[<prev] [next>] [<thread-prev] [day] [month] [year] [list]
Message-ID: <930f735f-cb35-41b9-9ab9-b3ee558b27ee@linux.dev>
Date: Sun, 18 Jan 2026 22:20:07 -0800
From: Yonghong Song <yonghong.song@...ux.dev>
To: Qiliang Yuan <realwujing@...il.com>, eddyz87@...il.com
Cc: andrii@...nel.org, ast@...nel.org, bpf@...r.kernel.org,
daniel@...earbox.net, haoluo@...gle.com, jolsa@...nel.org,
kpsingh@...nel.org, linux-kernel@...r.kernel.org, martin.lau@...ux.dev,
sdf@...ichev.me, song@...nel.org, yuanql9@...natelecom.cn
Subject: Re: [PATCH v3] bpf/verifier: optimize precision backtracking by
skipping precise bits
On 1/17/26 2:09 AM, Qiliang Yuan wrote:
> Optimize __mark_chain_precision() by skipping registers or stack slots
> that are already marked as precise. This prevents redundant history
> walks when multiple verification paths converge on the same state.
>
> Centralizing this check in __mark_chain_precision() improves efficiency
> for all entry points (mark_chain_precision, propagate_precision) and
> simplifies call-site logic.
>
> Performance Results (Extreme Stress Test on 32-core system):
> Under system-wide saturation (32 parallel veristat instances) using a
> high-stress backtracking payload (~290k insns, 34k states), this
> optimization demonstrated significant micro-architectural gains:
>
> - Total Retired Instructions: -82.2 Billion (-1.94%)
> - Total CPU Cycles: -161.3 Billion (-3.11%)
> - Avg. Insns per Verify: -17.2 Million (-2.84%)
> - Page Faults: -39.90% (Significant reduction in memory pressure)
>
> The massive reduction in page faults suggests that avoiding redundant
> backtracking significantly lowers memory subsystem churn during deep
> state history walks.
>
> Verified that total instruction and state counts (per veristat) remain
> identical across all tests, confirming logic equivalence.
>
> Suggested-by: Eduard Zingerman <eddyz87@...il.com>
> Signed-off-by: Qiliang Yuan <realwujing@...il.com>
> ---
> On Fri, Jan 16, 2026 at 11:27 PM Eduard Zingerman <eddyz87@...il.com> wrote:
>> As I said before, this is a useful change.
>>
>>> 4. bpf/verifier: optimize precision backtracking by skipping precise bits
>>> (https://lore.kernel.org/all/20260115152037.449362-1-realwujing@gmail.com/)

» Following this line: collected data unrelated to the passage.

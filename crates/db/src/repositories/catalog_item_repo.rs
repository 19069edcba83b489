//! Repository for the `catalog_items` table.

use sqlx::PgPool;
use best_dressed_core::catalog::{resolve_tag, short_description};
use best_dressed_core::search::contains_pattern;
use best_dressed_core::types::DbId;

use crate::models::catalog_item::{CatalogItem, CreateCatalogItem};

/// Column list for `catalog_items` queries.
const COLUMNS: &str = "\
    id, title, description, short_description, image_url, tag, \
    item_id, item_url, seller_id, created_at";

pub struct CatalogItemRepo;

impl CatalogItemRepo {
    /// Insert a catalog item. An unrecognised tag is stored as `other`.
    pub async fn create(pool: &PgPool, input: &CreateCatalogItem) -> Result<CatalogItem, sqlx::Error> {
        let query = format!(
            "INSERT INTO catalog_items \
                (title, description, short_description, image_url, tag, item_id, item_url, seller_id) \
             VALUES ($1, $2, $3, $4, $5, $6, $7, $8) \
             RETURNING {COLUMNS}"
        );
        sqlx::query_as::<_, CatalogItem>(&query)
            .bind(&input.title)
            .bind(&input.description)
            .bind(short_description(&input.description))
            .bind(&input.image_url)
            .bind(resolve_tag(input.tag.as_deref()).unwrap_or("other"))
            .bind(&input.item_id)
            .bind(&input.item_url)
            .bind(&input.seller_id)
            .fetch_one(pool)
            .await
    }

    /// Insert a marketplace listing unless its `item_id` is already in the
    /// catalog. Returns `None` when skipped.
    pub async fn create_if_new(
        pool: &PgPool,
        input: &CreateCatalogItem,
    ) -> Result<Option<CatalogItem>, sqlx::Error> {
        let query = format!(
            "INSERT INTO catalog_items \
                (title, description, short_description, image_url, tag, item_id, item_url, seller_id) \
             VALUES ($1, $2, $3, $4, $5, $6, $7, $8) \
             ON CONFLICT (item_id) DO NOTHING \
             RETURNING {COLUMNS}"
        );
        sqlx::query_as::<_, CatalogItem>(&query)
            .bind(&input.title)
            .bind(&input.description)
            .bind(short_description(&input.description))
            .bind(&input.image_url)
            .bind(resolve_tag(input.tag.as_deref()).unwrap_or("other"))
            .bind(&input.item_id)
            .bind(&input.item_url)
            .bind(&input.seller_id)
            .fetch_optional(pool)
            .await
    }

    pub async fn find_by_id(pool: &PgPool, id: DbId) -> Result<Option<CatalogItem>, sqlx::Error> {
        let query = format!("SELECT {COLUMNS} FROM catalog_items WHERE id = $1");
        sqlx::query_as::<_, CatalogItem>(&query)
            .bind(id)
            .fetch_optional(pool)
            .await
    }

    pub async fn exists_by_item_id(pool: &PgPool, item_id: &str) -> Result<bool, sqlx::Error> {
        sqlx::query_scalar::<_, bool>("SELECT EXISTS (SELECT 1 FROM catalog_items WHERE item_id = $1)")
            .bind(item_id)
            .fetch_one(pool)
            .await
    }

    /// Catalog listing, newest first.
    ///
    /// Items on `viewer`'s hide list are excluded; `search` matches title
    /// or description case-insensitively.
    pub async fn list_visible(
        pool: &PgPool,
        viewer: Option<DbId>,
        search: Option<&str>,
    ) -> Result<Vec<CatalogItem>, sqlx::Error> {
        let mut conditions = Vec::new();
        let mut bind_idx = 1u32;

        if viewer.is_some() {
            conditions.push(format!(
                "NOT EXISTS (SELECT 1 FROM hidden_items h \
                 WHERE h.catalog_item_id = c.id AND h.user_id = ${bind_idx})"
            ));
            bind_idx += 1;
        }
        if search.is_some() {
            conditions.push(format!(
                "(c.title ILIKE ${bind_idx} OR c.description ILIKE ${bind_idx})"
            ));
        }

        let where_clause = if conditions.is_empty() {
            String::new()
        } else {
            format!("WHERE {}", conditions.join(" AND "))
        };

        let query = format!(
            "SELECT {cols} FROM catalog_items c {where_clause} \
             ORDER BY c.created_at DESC, c.id DESC",
            cols = prefixed_columns("c"),
        );

        let mut q = sqlx::query_as::<_, CatalogItem>(&query);
        if let Some(user_id) = viewer {
            q = q.bind(user_id);
        }
        if let Some(term) = search {
            q = q.bind(contains_pattern(term));
        }
        q.fetch_all(pool).await
    }

    /// Every catalog item, oldest first, for building advisor prompts.
    pub async fn list_all(pool: &PgPool) -> Result<Vec<CatalogItem>, sqlx::Error> {
        let query = format!("SELECT {COLUMNS} FROM catalog_items ORDER BY id");
        sqlx::query_as::<_, CatalogItem>(&query).fetch_all(pool).await
    }

    /// Delete every item listed by a marketplace seller. Returns the number
    /// of rows removed.
    pub async fn delete_by_seller(pool: &PgPool, seller_id: &str) -> Result<u64, sqlx::Error> {
        let result = sqlx::query("DELETE FROM catalog_items WHERE seller_id = $1")
            .bind(seller_id)
            .execute(pool)
            .await?;
        Ok(result.rows_affected())
    }
}

/// `COLUMNS` qualified with a table alias.
fn prefixed_columns(alias: &str) -> String {
    COLUMNS
        .split(',')
        .map(|c| format!("{alias}.{}", c.trim()))
        .collect::<Vec<_>>()
        .join(", ")
}

#[cfg(test)]
mod tests {
    use super::*;

    #[test]
    fn prefixed_columns_qualifies_every_column() {
        let cols = prefixed_columns("c");
        assert!(cols.starts_with("c.id, c.title"));
        assert!(cols.ends_with("c.created_at"));
        assert_eq!(cols.matches("c.").count(), 10);
    }
}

>>> Following your suggestion to refactor the logic into the core engine for
>>> better coverage and clarity, I have provided a v2 version of this patch here:
>>> (https://lore.kernel.org/all/20260116045839.23743-1-realwujing@gmail.com/)
>>> This v2 version specifically addresses your feedback by centralizing the
>>> logic and includes a comprehensive performance comparison (veristat results)

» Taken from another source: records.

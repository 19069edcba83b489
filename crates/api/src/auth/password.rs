//! Argon2id password hashing, verification, and strength validation.

use argon2::password_hash::rand_core::OsRng;
use argon2::password_hash::{PasswordHash, PasswordHasher, PasswordVerifier, SaltString};
use argon2::Argon2;

/// Minimum accepted password length at signup.
pub const MIN_PASSWORD_LENGTH: usize = 8;

/// Hash a plaintext password using Argon2id with a random salt.
///
/// Returns the PHC-formatted hash string.
pub fn hash_password(password: &str) -> Result<String, argon2::password_hash::Error> {
    let salt = SaltString::generate(&mut OsRng);
    let hash = Argon2::default().hash_password(password.as_bytes(), &salt)?;
    Ok(hash.to_string())
}

/// Verify a plaintext password against a stored PHC-formatted hash.
///
/// Returns `Ok(false)` on a mismatch; other failures (an unparseable hash)
/// are errors.
pub fn verify_password(password: &str, hash: &str) -> Result<bool, argon2::password_hash::Error> {
    let parsed_hash = PasswordHash::new(hash)?;
    match Argon2::default().verify_password(password.as_bytes(), &parsed_hash) {
        Ok(()) => Ok(true),
        Err(argon2::password_hash::Error::Password) => Ok(false),
        Err(e) => Err(e),
    }
}

/// Reject passwords shorter than `min_length` characters.
pub fn validate_password_strength(password: &str, min_length: usize) -> Result<(), String> {
    if password.chars().count() < min_length {
        return Err(format!(
            "Password must be at least {min_length} characters long"
        ));
    }
    Ok(())
}

#[cfg(test)]
mod tests {
    use super::*;

    #[test]
    fn test_hash_and_verify() {
        let password = "correct-horse-battery-staple";
        let hash = hash_password(password).expect("hashing should succeed");

        assert!(hash.starts_with("$argon2id$"));
        assert!(verify_password(password, &hash).expect("verify should succeed"));
    }

    #[test]
    fn test_wrong_password_fails() {
        let hash = hash_password("real-password").expect("hashing should succeed");
        let verified = verify_password("wrong-password", &hash).expect("verify should succeed");
        assert!(!verified);
    }

    #[test]
    fn test_malformed_hash_is_an_error() {
        assert!(verify_password("anything", "not-a-phc-string").is_err());
    }

    #[test]
    fn test_password_length_boundary() {
        let msg = validate_password_strength("short", MIN_PASSWORD_LENGTH).unwrap_err();
        assert!(msg.contains("at least 8 characters"));
        assert!(validate_password_strength("eightchr", MIN_PASSWORD_LENGTH).is_ok());
    }
}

>>> in the commit log. It reduces the complexity of redundant backtracking
>>> requests from O(D) (where D is history depth) to O(1) by utilizing the
>>> 'precise' flag to skip already-processed states.
>> Same as with #1: using veristat duration metric, especially for such
>> small programs, is not a reasonable performance analysis.

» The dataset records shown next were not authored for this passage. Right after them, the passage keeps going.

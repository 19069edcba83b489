//! Handlers for the dashboard and account settings.

use axum::extract::State;
use axum::response::IntoResponse;
use axum::Json;
use best_dressed_core::error::CoreError;
use best_dressed_db::models::outfit::{OutfitWithItems, StatCount};
use best_dressed_db::models::user_profile::{UpdateUserProfile, UserProfile};
use best_dressed_db::repositories::{OutfitRepo, UserProfileRepo, UserRepo, WardrobeItemRepo};
use serde::Serialize;

use crate::error::{AppError, AppResult};
use crate::middleware::auth::AuthUser;
use crate::response::{DataResponse, MessageResponse};
use crate::state::AppState;

/// Outfits shown in the dashboard's "recent" strip.
const RECENT_OUTFITS: i64 = 6;

/// Longest bio accepted by the settings form.
pub const MAX_BIO_LENGTH: usize = 500;

#[derive(Debug, Serialize)]
pub struct Dashboard {
    pub username: String,
    pub profile: UserProfile,
    pub wardrobe_count: i64,
    pub outfit_count: i64,
    pub favorites_count: i64,
    pub season_stats: Vec<StatCount>,
    pub occasion_stats: Vec<StatCount>,
    pub recent_outfits: Vec<OutfitWithItems>,
    pub random_outfit: Option<OutfitWithItems>,
}

/// GET /dashboard/
///
/// Profile (created on first visit) plus wardrobe and outfit statistics.
pub async fn dashboard(
    auth: AuthUser,
    State(state): State<AppState>,
) -> AppResult<impl IntoResponse> {
    let user = UserRepo::find_by_id(&state.pool, auth.user_id)
        .await?
        .ok_or_else(|| AppError::not_found("User", auth.user_id))?;
    let profile = UserProfileRepo::get_or_create(&state.pool, auth.user_id).await?;

    let wardrobe_count = WardrobeItemRepo::count_for_user(&state.pool, auth.user_id).await?;
    let outfit_count = OutfitRepo::count_for_user(&state.pool, auth.user_id).await?;
    let favorites_count = OutfitRepo::favorites_count(&state.pool, auth.user_id).await?;
    let season_stats = OutfitRepo::season_stats(&state.pool, auth.user_id).await?;
    let occasion_stats = OutfitRepo::occasion_stats(&state.pool, auth.user_id).await?;
    let recent_outfits = OutfitRepo::recent(&state.pool, auth.user_id, RECENT_OUTFITS).await?;
    let random_outfit = OutfitRepo::random(&state.pool, auth.user_id).await?;

    Ok(Json(DataResponse {
        data: Dashboard {
            username: user.username,
            profile,
            wardrobe_count,
            outfit_count,
            favorites_count,
            season_stats,
            occasion_stats,
            recent_outfits,
            random_outfit,
        },
    }))
}

/// GET /account/
pub async fn account_settings(
    auth: AuthUser,
    State(state): State<AppState>,
) -> AppResult<impl IntoResponse> {
    let profile = UserProfileRepo::get_or_create(&state.pool, auth.user_id).await?;
    Ok(Json(DataResponse { data: profile }))
}

/// POST /account/
///
/// Update bio, style preferences, and favorite colors. Omitted fields are
/// left unchanged.
pub async fn update_account(
    auth: AuthUser,
    State(state): State<AppState>,
    Json(input): Json<UpdateUserProfile>,
) -> AppResult<impl IntoResponse> {
    if let Some(bio) = &input.bio {
        if bio.chars().count() > MAX_BIO_LENGTH {
            return Err(CoreError::Validation(format!(
                "Bio must be at most {MAX_BIO_LENGTH} characters"
            ))
            .into());
        }
    }

    let profile = UserProfileRepo::update(&state.pool, auth.user_id, &input).await?;

    tracing::info!(user_id = auth.user_id, "Account settings updated");
    Ok(Json(MessageResponse::with(
        "Your profile has been updated!",
        profile,
    )))
}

> Link: https://lore.kernel.org/all/75807149f7de7a106db0ccda88e5d4439b94a1e7.camel@gmail.com/
>
> Hi Eduard,
>
> Acknowledged. To provide a more robust performance analysis, I have moved away
> from veristat duration and instead used hardware performance counters (perf stat)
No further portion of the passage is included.